McCain Foods is renowned as the world’s largest French Fries processor. Founded in 1957 in Canada, McCain took the world by storm, quickly becoming a much-loved brand in the Canadian marketplace. It wasn’t long before it became the world’s most loving brand for great-tasting food. This can be ascertained by the fact that it has a business presence in over 160 countries on six continents.

McCain forged its way to the United States in the year 1971. Now the company hopes to make America’s favorite responsible pleasures slightly extra virtuous. The company is adopting a companywide push for sustainable manufacturing practices.

For a long time, the company is adopting various sustainability practices in its food processing business. In July 2020, McCain’s Ballarat plant in Australia installed an 8.2 megawatt (MW) system that plans to utilize a combination of solar and co-generation technology. The system comprises a 17,000 solar panel ground mount and car park solar array, and a co-generation anaerobic digester that utilizes biogas produced by food waste to generate energy. Together, the two systems will reduce the site’s reliance on natural gas by 16%, and energy consumed from the grid by 39%.

McCain Foods’ Regional President Australia, New Zealand, South Africa, India & China, Louis Wolthers, said the renewable energy system is one example of many initiatives to reduce McCain’s Co2 emissions in line with the business’s global Be Good. Do Good. Sustainability Report launch.

“Globally, McCain Foods is committed to reducing our CO2 emissions by 50 percent by 2030, ceasing any reliance on coal by 2025, and having 100 percent of our plants powered by renewable electricity by 2030. This project makes a significant contribution to this target,” Mr. Wolthers said.

“Solar is a key investment. Even though Ballarat’s known for its freezing weather, we actually have quite high solar radiance, so solar does stack up.

“But the sun doesn’t shine 24/7 and that’s the beauty of our cogeneration system, it’s running night and day.”

“We’ve got to look at what our best bang for buck is for investment to reduce CO2.” Said Engineering Project Manager for CO2 reduction, Scott White. “This does offer significant cost savings as well as major CO2 savings. He further added that “McCain Foods has got really stringent global CO2 reductions and in Ballarat we’re leading the way.

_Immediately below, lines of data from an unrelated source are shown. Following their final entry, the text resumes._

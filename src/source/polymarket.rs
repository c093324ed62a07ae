//! Polymarket public API client
//!
//! Trades come from the data API, resolved markets from the gamma API.
//! Both endpoints are offset-paginated; the collectors in the parent module
//! drive the paging.

use async_trait::async_trait;
use backoff::{future::retry, ExponentialBackoff};
use chrono::{DateTime, Utc};
use reqwest::Client;
use serde::de::DeserializeOwned;
use serde::{Deserialize, Deserializer};
use std::time::Duration;
use tracing::{debug, warn};

use crate::config::SourceConfig;
use crate::error::{Error, Result};
use crate::source::{MarketSource, Page, ResolvedMarket, Side, Trade, TradeSource};

/// Outcome price above which an outcome counts as the winner
const WINNING_PRICE: f64 = 0.99;

/// Raw trade record from the data API
#[derive(Debug, Clone, Deserialize)]
#[serde(rename_all = "camelCase")]
pub struct RawTrade {
    pub proxy_wallet: Option<String>,
    pub condition_id: Option<String>,
    pub side: Option<String>,
    #[serde(default, deserialize_with = "flexible_f64")]
    pub size: Option<f64>,
    #[serde(default, deserialize_with = "flexible_f64")]
    pub price: Option<f64>,
    #[serde(default, deserialize_with = "flexible_f64")]
    pub timestamp: Option<f64>,
    pub outcome: Option<String>,
    pub title: Option<String>,
    pub slug: Option<String>,
    pub transaction_hash: Option<String>,
    pub pseudonym: Option<String>,
    pub name: Option<String>,
}

/// Raw market record from the gamma API
#[derive(Debug, Clone, Deserialize)]
#[serde(rename_all = "camelCase")]
pub struct RawMarket {
    pub id: Option<String>,
    pub condition_id: Option<String>,
    pub question: Option<String>,
    pub slug: Option<String>,
    #[serde(default)]
    pub closed: bool,
    pub closed_time: Option<String>,
    pub end_date: Option<String>,
    /// JSON-encoded list of outcome labels
    pub outcomes: Option<String>,
    /// JSON-encoded list of outcome prices (as strings)
    pub outcome_prices: Option<String>,
    #[serde(default, deserialize_with = "flexible_f64")]
    pub volume_num: Option<f64>,
}

/// Accept numbers encoded either as JSON numbers or strings
fn flexible_f64<'de, D>(deserializer: D) -> std::result::Result<Option<f64>, D::Error>
where
    D: Deserializer<'de>,
{
    let value = Option::<serde_json::Value>::deserialize(deserializer)?;
    Ok(match value {
        Some(serde_json::Value::Number(n)) => n.as_f64(),
        Some(serde_json::Value::String(s)) => s.trim().parse().ok(),
        _ => None,
    })
}

impl RawTrade {
    /// Normalize into a strict [`Trade`], or explain why it was rejected
    pub fn normalize(self) -> Result<Trade> {
        let wallet = self
            .proxy_wallet
            .filter(|w| !w.is_empty())
            .ok_or_else(|| Error::MalformedRecord("trade without wallet".into()))?
            .to_lowercase();
        let market_id = self
            .condition_id
            .filter(|c| !c.is_empty())
            .ok_or_else(|| Error::MalformedRecord("trade without condition id".into()))?;
        let side = self
            .side
            .as_deref()
            .and_then(Side::parse)
            .ok_or_else(|| Error::MalformedRecord(format!("unknown side {:?}", self.side)))?;
        let outcome = self
            .outcome
            .filter(|o| !o.is_empty())
            .ok_or_else(|| Error::MalformedRecord("trade without outcome label".into()))?;
        let amount = self
            .size
            .ok_or_else(|| Error::MalformedRecord("trade without size".into()))?;
        let price = self
            .price
            .ok_or_else(|| Error::MalformedRecord("trade without price".into()))?;
        let timestamp = self
            .timestamp
            .and_then(|ts| DateTime::from_timestamp(ts as i64, 0))
            .ok_or_else(|| Error::MalformedRecord("trade without timestamp".into()))?;

        let trade = Trade {
            wallet,
            market_id,
            side,
            outcome,
            amount,
            price,
            timestamp,
            market_title: self.title,
            market_slug: self.slug,
            tx_hash: self.transaction_hash,
            pseudonym: self.pseudonym.or(self.name),
        };

        if !trade.is_well_formed() {
            return Err(Error::MalformedRecord(format!(
                "trade out of range: amount={} price={}",
                trade.amount, trade.price
            )));
        }
        Ok(trade)
    }
}

impl RawMarket {
    /// Normalize a closed market. Open markets are rejected.
    pub fn normalize(self) -> Result<ResolvedMarket> {
        if !self.closed {
            return Err(Error::MalformedRecord("market is not closed".into()));
        }
        let id = self
            .condition_id
            .filter(|c| !c.is_empty())
            .or(self.id)
            .ok_or_else(|| Error::MalformedRecord("market without id".into()))?;

        let outcome = winning_outcome(self.outcomes.as_deref(), self.outcome_prices.as_deref());
        let resolution_time = self
            .closed_time
            .as_deref()
            .and_then(parse_time)
            .or_else(|| self.end_date.as_deref().and_then(parse_time));

        Ok(ResolvedMarket {
            id,
            question: self.question,
            slug: self.slug,
            resolution_time,
            outcome,
            volume: self.volume_num.unwrap_or(0.0),
        })
    }
}

/// Pick the outcome whose settlement price reached ~1.0
fn winning_outcome(outcomes: Option<&str>, prices: Option<&str>) -> Option<String> {
    let prices: Vec<String> = serde_json::from_str(prices?).ok()?;
    let labels: Vec<String> = outcomes
        .and_then(|o| serde_json::from_str(o).ok())
        .unwrap_or_else(|| vec!["Yes".to_string(), "No".to_string()]);

    prices
        .iter()
        .position(|p| p.trim().parse::<f64>().map(|v| v > WINNING_PRICE).unwrap_or(false))
        .and_then(|idx| labels.get(idx).cloned())
}

/// Parse the timestamp shapes the gamma API emits
fn parse_time(raw: &str) -> Option<DateTime<Utc>> {
    if let Ok(dt) = DateTime::parse_from_rfc3339(raw) {
        return Some(dt.with_timezone(&Utc));
    }
    // "2024-11-06 04:02:11+00"
    DateTime::parse_from_str(raw, "%Y-%m-%d %H:%M:%S%#z")
        .ok()
        .map(|dt| dt.with_timezone(&Utc))
}

/// Polymarket API client
pub struct PolymarketClient {
    client: Client,
    data_api_url: String,
    gamma_api_url: String,
    order_by_volume: bool,
    retry_budget: Duration,
}

impl PolymarketClient {
    /// Create a client from source configuration
    pub fn new(config: &SourceConfig) -> Result<Self> {
        let client = Client::builder()
            .timeout(Duration::from_millis(config.request_timeout_ms))
            .build()
            .map_err(|e| Error::Config(format!("Failed to create HTTP client: {}", e)))?;

        Ok(Self {
            client,
            data_api_url: config.data_api_url.trim_end_matches('/').to_string(),
            gamma_api_url: config.gamma_api_url.trim_end_matches('/').to_string(),
            order_by_volume: config.order_markets_by_volume,
            retry_budget: Duration::from_millis(config.retry_budget_ms),
        })
    }

    /// GET a JSON payload, retrying transient failures
    async fn get_json<T: DeserializeOwned>(&self, url: &str) -> Result<T> {
        let backoff = ExponentialBackoff {
            initial_interval: Duration::from_millis(200),
            max_interval: Duration::from_secs(2),
            max_elapsed_time: Some(self.retry_budget),
            ..Default::default()
        };

        retry(backoff, || async {
            match self.get_json_once(url).await {
                Ok(payload) => Ok(payload),
                Err(e) if e.is_retryable() => {
                    warn!(url = %url, error = %e, "Retryable upstream error");
                    Err(backoff::Error::transient(e))
                }
                Err(e) => Err(backoff::Error::permanent(e)),
            }
        })
        .await
    }

    /// Single GET attempt
    async fn get_json_once<T: DeserializeOwned>(&self, url: &str) -> Result<T> {
        let response = self.client.get(url).send().await?;

        if !response.status().is_success() {
            let status = response.status().as_u16();
            let body = response.text().await.unwrap_or_default();
            return Err(Error::UpstreamStatus { status, body });
        }

        response
            .json()
            .await
            .map_err(|e| Error::Deserialization(format!("Failed to parse {}: {}", url, e)))
    }
}

#[async_trait]
impl TradeSource for PolymarketClient {
    async fn fetch_trades(&self, offset: usize, limit: usize) -> Result<Page<Trade>> {
        let url = format!(
            "{}/trades?limit={}&offset={}",
            self.data_api_url, limit, offset
        );
        let raw: Vec<RawTrade> = self.get_json(&url).await?;
        let raw_len = raw.len();

        let mut trades = Vec::with_capacity(raw_len);
        for record in raw {
            match record.normalize() {
                Ok(trade) => trades.push(trade),
                Err(e) => debug!(error = %e, "Skipping trade record"),
            }
        }
        if trades.len() < raw_len {
            debug!(raw_len, kept = trades.len(), offset, "Dropped malformed trades");
        }
        Ok(Page { records: trades, raw_len })
    }
}

#[async_trait]
impl MarketSource for PolymarketClient {
    async fn fetch_resolved_markets(
        &self,
        offset: usize,
        limit: usize,
    ) -> Result<Page<ResolvedMarket>> {
        let mut url = format!(
            "{}/markets?closed=true&limit={}&offset={}",
            self.gamma_api_url, limit, offset
        );
        if self.order_by_volume {
            url.push_str("&order=volumeNum&ascending=false");
        }
        let raw: Vec<RawMarket> = self.get_json(&url).await?;
        let raw_len = raw.len();

        let markets: Vec<ResolvedMarket> = raw
            .into_iter()
            .filter_map(|m| match m.normalize() {
                Ok(market) => Some(market),
                Err(e) => {
                    debug!(error = %e, "Skipping market record");
                    None
                }
            })
            .collect();
        Ok(Page { records: markets, raw_len })
    }
}

#[cfg(test)]
mod tests {
    use super::*;
    use chrono::TimeZone;

    #[test]
    fn test_normalize_trade() {
        let raw: RawTrade = serde_json::from_value(serde_json::json!({
            "proxyWallet": "0xABCDEF0000000000000000000000000000000001",
            "conditionId": "0xcond",
            "side": "BUY",
            "size": "120.5",
            "price": 0.42,
            "timestamp": 1730808000,
            "outcome": "Yes",
            "title": "Will it rain?",
            "name": "rainman"
        }))
        .unwrap();

        let trade = raw.normalize().unwrap();
        assert_eq!(trade.wallet, "0xabcdef0000000000000000000000000000000001");
        assert_eq!(trade.side, Side::Buy);
        assert!((trade.amount - 120.5).abs() < 1e-9);
        assert_eq!(trade.timestamp, Utc.timestamp_opt(1730808000, 0).unwrap());
        assert_eq!(trade.pseudonym.as_deref(), Some("rainman"));
    }

    #[test]
    fn test_normalize_trade_rejects_bad_records() {
        let missing_wallet: RawTrade = serde_json::from_value(serde_json::json!({
            "conditionId": "0xcond", "side": "BUY", "size": 1, "price": 0.5,
            "timestamp": 1730808000, "outcome": "Yes"
        }))
        .unwrap();
        assert!(matches!(missing_wallet.normalize(), Err(Error::MalformedRecord(_))));

        let bad_price: RawTrade = serde_json::from_value(serde_json::json!({
            "proxyWallet": "0xa", "conditionId": "0xcond", "side": "SELL", "size": 1,
            "price": 3.0, "timestamp": 1730808000, "outcome": "No"
        }))
        .unwrap();
        assert!(bad_price.normalize().is_err());
    }

    #[test]
    fn test_normalize_market_winner() {
        let raw: RawMarket = serde_json::from_value(serde_json::json!({
            "id": "517310",
            "conditionId": "0xcond",
            "question": "Will it rain?",
            "closed": true,
            "closedTime": "2024-11-06 04:02:11+00",
            "outcomes": "[\"Up\", \"Down\"]",
            "outcomePrices": "[\"0\", \"1\"]",
            "volumeNum": 1234.5
        }))
        .unwrap();

        let market = raw.normalize().unwrap();
        assert_eq!(market.id, "0xcond");
        assert_eq!(market.outcome.as_deref(), Some("Down"));
        assert_eq!(
            market.resolution_time,
            Some(Utc.with_ymd_and_hms(2024, 11, 6, 4, 2, 11).unwrap())
        );
        assert!((market.volume - 1234.5).abs() < 1e-9);
    }

    #[test]
    fn test_normalize_market_unresolved_and_open() {
        let unresolved: RawMarket = serde_json::from_value(serde_json::json!({
            "id": "1", "closed": true, "endDate": "2024-11-05T12:00:00Z",
            "outcomePrices": "[\"0.5\", \"0.5\"]"
        }))
        .unwrap();
        let market = unresolved.normalize().unwrap();
        assert_eq!(market.id, "1");
        assert!(market.outcome.is_none());
        assert!(market.resolution_time.is_some());

        let open: RawMarket =
            serde_json::from_value(serde_json::json!({ "id": "2", "closed": false })).unwrap();
        assert!(open.normalize().is_err());
    }

    #[test]
    fn test_winning_outcome_defaults_to_yes_no() {
        assert_eq!(winning_outcome(None, Some("[\"1\", \"0\"]")).as_deref(), Some("Yes"));
        assert_eq!(winning_outcome(None, None), None);
    }
}
//! Win/loss determination for a single trade
//!
//! A trade's result is verified when its market has a known winning
//! outcome. Otherwise it is approximated from the entry price alone, which
//! is a proxy and never ground truth; the two cases stay distinct so
//! reports can separate verified from estimated figures.

use serde::Serialize;

use crate::source::{ResolvedMarket, Side, Trade};

/// Result of a trade and how it was determined
#[derive(Debug, Clone, Copy, PartialEq, Eq, Serialize)]
#[serde(tag = "basis", rename_all = "snake_case")]
pub enum TradeOutcome {
    /// Checked against the market's winning outcome
    Resolved { won: bool },
    /// Inferred from price: buys below 0.5 and sells above 0.5 count as wins
    Approximated { won: bool },
}

impl TradeOutcome {
    pub fn won(&self) -> bool {
        match self {
            TradeOutcome::Resolved { won } | TradeOutcome::Approximated { won } => *won,
        }
    }

    pub fn is_verified(&self) -> bool {
        matches!(self, TradeOutcome::Resolved { .. })
    }
}

/// Determine whether a trade won
pub fn classify(trade: &Trade, market: Option<&ResolvedMarket>) -> TradeOutcome {
    match market.and_then(|m| m.outcome.as_deref()) {
        Some(winner) => {
            let picked_winner = trade.outcome.trim().eq_ignore_ascii_case(winner.trim());
            let won = match trade.side {
                Side::Buy => picked_winner,
                Side::Sell => !picked_winner,
            };
            TradeOutcome::Resolved { won }
        }
        None => {
            let won = match trade.side {
                Side::Buy => trade.price < 0.5,
                Side::Sell => trade.price > 0.5,
            };
            TradeOutcome::Approximated { won }
        }
    }
}

/// Realized PnL of a trade given its outcome: a winning share pays 1.0
pub fn trade_pnl(trade: &Trade, outcome: TradeOutcome) -> f64 {
    if outcome.won() {
        trade.amount * (1.0 - trade.price)
    } else {
        -trade.amount * trade.price
    }
}

#[cfg(test)]
mod tests {
    use super::*;
    use crate::source::fixtures::{market, trade};

    #[test]
    fn test_resolved_buy_and_sell() {
        let resolved = market("m1", Some("YES"), None);

        let buy_yes = trade("0xa", "m1", Side::Buy, "Yes", 10.0, 0.7);
        assert_eq!(classify(&buy_yes, Some(&resolved)), TradeOutcome::Resolved { won: true });

        let buy_no = trade("0xa", "m1", Side::Buy, "No", 10.0, 0.3);
        assert_eq!(classify(&buy_no, Some(&resolved)), TradeOutcome::Resolved { won: false });

        let sell_no = trade("0xa", "m1", Side::Sell, "No", 10.0, 0.3);
        assert_eq!(classify(&sell_no, Some(&resolved)), TradeOutcome::Resolved { won: true });

        let sell_yes = trade("0xa", "m1", Side::Sell, "Yes", 10.0, 0.3);
        assert_eq!(classify(&sell_yes, Some(&resolved)), TradeOutcome::Resolved { won: false });
    }

    #[test]
    fn test_price_approximation_without_resolution() {
        let unresolved = market("m1", None, None);

        let cheap_buy = trade("0xa", "m1", Side::Buy, "Yes", 10.0, 0.2);
        let outcome = classify(&cheap_buy, Some(&unresolved));
        assert_eq!(outcome, TradeOutcome::Approximated { won: true });
        assert!(!outcome.is_verified());

        let even_buy = trade("0xa", "m1", Side::Buy, "Yes", 10.0, 0.5);
        assert!(!classify(&even_buy, None).won());

        let rich_sell = trade("0xa", "m1", Side::Sell, "Yes", 10.0, 0.8);
        assert!(classify(&rich_sell, None).won());
    }

    #[test]
    fn test_trade_pnl() {
        let t = trade("0xa", "m1", Side::Buy, "Yes", 100.0, 0.25);
        assert!((trade_pnl(&t, TradeOutcome::Resolved { won: true }) - 75.0).abs() < 1e-9);
        assert!((trade_pnl(&t, TradeOutcome::Resolved { won: false }) + 25.0).abs() < 1e-9);
    }
}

“Fun Fact: McCain Foods has a total production capacity of more than one million pounds of potato products per hour across its processing plants around the globe. The company makes one-quarter of all the frozen fries produced in the world.”

Getting off-grid

In continuation to that, The McCain Foods plant bordering Canada in Aroostook County could run off 50 percent solar energy in the near future. To start that process, McCain Foods will create five community solar gardens to help power the plant located in Easton.

“Climate change is an existential threat. We’re committed to playing our role in solving the problem, and the solar gardens are just the natural next step in our sustainability goals,” said Curtis Swager, McCain’s senior director of government and external affairs.

Plans for the community solar gardens – a term describing smaller plots of solar panels – were announced on June 5, the start of McCain’s self-proclaimed “sustainability week.” The gardens will be spread across Easton, with one being built on a capped landfill.

“It’s not just about having a facility in Easton – it’s about being good community members in Easton,” Swager further said.

Looking beyond its end-of-the-decade goal, the potato processing giant hopes to continue its push for sustainability throughout the nation.